264,52’€ au titre de rappel de salaire pour la mise à pied conservatoire,

26,45’€ au titre des congés payés sur le rappel de salaire,

7.849,59’€ au titre de l’indemnité de préavis,

784,95’€ au titre des congés payés sur préavis,

1.689,83’€ au titre de l’indemnité conventionnelle de licenciement,

1.000’€ au titre de l’article 700 du code de procédure civile,

. condamné la Sasu Les Comptoirs de la Bio [Localité 5] 2 à lui remettre un bulletin de salaire rectificatif et les documents de fin de contrat dont l’attestation Pôle emploi prenant en compte le présent jugement,

. dit qu’il n’y a pas lieu à faire application de l’article L. 1235-4 du code du travail,

. débouté la Sasu Les Comptoirs de la Bio [Localité 5] 2 de ses autres demandes,

. rappelé que l’exécution provisoire est de droit pour les condamnations de remise de documents que l’employeur est tenu de délivrer et celles en paiement de créances salariales ou assimilées dans la limite de neuf mois de salaire calculée sur la moyenne des trois derniers mois de salaire (art R.’1454-28 du code du travail),

. dit qu’il n’y a pas lieu à exécution provisoire pour le surplus,

. rappelé que les intérêts légaux courent à compter de la saisine de la juridiction soit le 14 mai 2020, en matière de rémunération et à compter de la date de prononcé du présent jugement pour les dommages et intérêts,

. condamné la Sasu Les Comptoirs de la Bio [Localité 5] 2 aux entiers dépens,

– à titre subsidiaire,

– confirmer le jugement de première instance en ce qu’il a :

. dit que son licenciement est dénué de cause réelle et sérieuse,

. condamné la Sasu Les Comptoirs de la Bio [Localité 5] 2 à lui verser les sommes de :

264,52’€ au titre de rappel de salaire pour la mise à pied conservatoire,

26,45’€ au titre des congés payés sur le rappel de salaire,

7.849,59’€ au titre de l’indemnité de préavis,

784,95’€ au titre des congés payés sur préavis,

1.689,83’€ au titre de l’indemnité conventionnelle de licenciement,

8.000’€ de dommages et intérêts pour licenciement sans cause réelle et sérieuse,

1.000’€ au titre de l’article 700 du code de procédure civile,

. condamné la Sasu Les Comptoirs de la Bio [Localité 5] 2 à lui remettre un bulletin de salaire rectificatif et les documents de fin de contrat dont l’attestation Pôle emploi prenant en compte le présent jugement,

. dit qu’il n’y a pas lieu à faire application de l’article L. 1235-4 du code du travail,

. débouté la Sasu Les Comptoirs de la Bio [Localité 5] 2 de ses autres demandes,

. rappelé que l’exécution provisoire est de droit pour les condamnations de remise de documents que l’employeur est tenu de délivrer et celles en paiement de créances salariales ou assimilées dans la limite de neuf mois de salaire calculée sur la moyenne des trois derniers mois de salaire (art. R.’1454-28 du code du travail),

. dit qu’il n’y a pas lieu à exécution provisoire pour le surplus,

. rappelé que les intérêts légaux courent à compter de la saisine de la juridiction soit le 14 mai 2020, en matière de rémunération et à compter de la date de prononcé du présent jugement pour les dommages et intérêts,

. condamné la Sasu Les Comptoirs de la Bio [Localité 5] 2 aux entiers dépens,

– condamner la Sasu Les Comptoirs de la Bio [Localité 5] 2 à lui verser la somme de 3.000’€ que le fondement des dispositions de l’article 700 du code de procédure civile,

– condamner la Sasu Les Comptoirs de la Bio [Localité 5] 2 aux entiers dépens.
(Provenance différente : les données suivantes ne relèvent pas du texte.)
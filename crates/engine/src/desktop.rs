//! Desktop descriptors
//!
//! A desktop is an isolated GUI boundary; HOOK objects live on a desktop
//! heap and are only addressable within desktops the process is attached
//! to. The desktop enumeration collaborator produces one [`Desktop`] per
//! attached desktop, and they outlive every snapshot taken against them.
//!
//! ```text
//! kernel space                      caller's mapped view
//! ┌────────────────────┐
//! │ desktop heap       │   pHead - client_delta
//! │ [base, limit)      │  ───────────────────────►  readable HOOK copy
//! └────────────────────┘
//! ```

use std::fmt;

use hookscope_sdk::KernelAddr;

/// One attached desktop and the address arithmetic needed to read its heap.
///
/// Snapshots hold desktops as `Arc<Desktop>`; two inventories refer to the
/// same desktop exactly when their `Arc`s point at the same allocation.
#[derive(Debug, Clone, PartialEq, Eq)]
pub struct Desktop {
    /// Desktop name (e.g. "Default", "Winlogon")
    pub name: String,
    /// Kernel base address of the desktop heap
    pub base: KernelAddr,
    /// Kernel limit address of the desktop heap (exclusive)
    pub limit: KernelAddr,
    /// Offset subtracted from a kernel heap address to reach the same
    /// object in the caller's mapped view
    pub client_delta: u64,
}

impl Desktop {
    /// Create a desktop descriptor
    pub fn new(
        name: impl Into<String>,
        base: KernelAddr,
        limit: KernelAddr,
        client_delta: u64,
    ) -> Self {
        Self {
            name: name.into(),
            base,
            limit,
            client_delta,
        }
    }

    /// Check whether a kernel address falls inside this desktop's heap,
    /// i.e. within `[base, limit)`
    #[inline]
    pub fn contains(&self, addr: KernelAddr) -> bool {
        addr >= self.base && addr < self.limit
    }

    /// Translate a kernel heap address into the caller's mapped view
    #[inline]
    pub fn translate(&self, addr: KernelAddr) -> KernelAddr {
        addr.sub(self.client_delta)
    }
}

impl fmt::Display for Desktop {
    fn fmt(&self, f: &mut fmt::Formatter<'_>) -> fmt::Result {
        write!(
            f,
            "{} [{} .. {})",
            self.name, self.base, self.limit
        )
    }
}

#[cfg(test)]
mod tests {
    use super::*;

    fn desk() -> Desktop {
        Desktop::new(
            "Default",
            KernelAddr::new(0x1000),
            KernelAddr::new(0x9000),
            0x800,
        )
    }

    #[test]
    fn test_contains_half_open_range() {
        let d = desk();
        assert!(d.contains(KernelAddr::new(0x1000))); // base inclusive
        assert!(d.contains(KernelAddr::new(0x8FFF)));
        assert!(!d.contains(KernelAddr::new(0x9000))); // limit exclusive
        assert!(!d.contains(KernelAddr::new(0x0FFF)));
    }

    #[test]
    fn test_translate_applies_delta() {
        let d = desk();
        assert_eq!(d.translate(KernelAddr::new(0x2800)).raw(), 0x2000);
    }

    #[test]
    fn test_display_names_range() {
        let rendered = format!("{}", desk());
        assert!(rendered.starts_with("Default ["));
    }
}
L’ordonnance de clôture est intervenue le 23 janvier 2023.

MOTIFS DE LA DÉCISION

I Sur la cause du licenciement

L’employeur soutient que le licenciement est fondé sur une faute grave tandis que le salarié fait valoir qu’il est nul au motif qu’il est en lien avec son état de santé, et subsidiairement, qu’il est sans cause réelle et sérieuse.

La lettre de licenciement, complétée par le courrier du 16 décembre 2019, fixe les limites du litige.

Elle est rédigée ainsi’:

«’Vous êtes employé au sein de notre société en qualité de directeur de magasin et, à ce titre, plusieurs obligations vous incombent.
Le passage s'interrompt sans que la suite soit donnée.